Segment Start: Information supplied

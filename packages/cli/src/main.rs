use clap::Parser;
use tracing_subscriber::EnvFilter;

use ledgerwire_cli::Cli;

fn main() {
    init_tracing();
    let cli = Cli::parse();

    if let Err(e) = ledgerwire_cli::run(&cli) {
        eprintln!("Error: {}", e);
        std::process::exit(1);
    }
}

fn init_tracing() {
    let env_filter = EnvFilter::try_from_default_env().unwrap_or_else(|_| EnvFilter::new("warn"));
    let _ = tracing_subscriber::fmt()
        .with_env_filter(env_filter)
        .with_target(false)
        .with_writer(std::io::stderr)
        .try_init();
}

Segment End: Information supplied

_Problem description_
Word for word, every record must be given again.

_Output below_
filename packages/cli/src/main.rs
use clap::Parser;
use tracing_subscriber::EnvFilter;

use ledgerwire_cli::Cli;

fn main() {
    init_tracing();
    let cli = Cli::parse();

    if let Err(e) = ledgerwire_cli::run(&cli) {
        eprintln!("Error: {}", e);
        std::process::exit(1);
    }
}

fn init_tracing() {
    let env_filter = EnvFilter::try_from_default_env().unwrap_or_else(|_| EnvFilter::new("warn"));
    let _ = tracing_subscriber::fmt()
        .with_env_filter(env_filter)
        .with_target(false)
        .with_writer(std::io::stderr)
        .try_init();
}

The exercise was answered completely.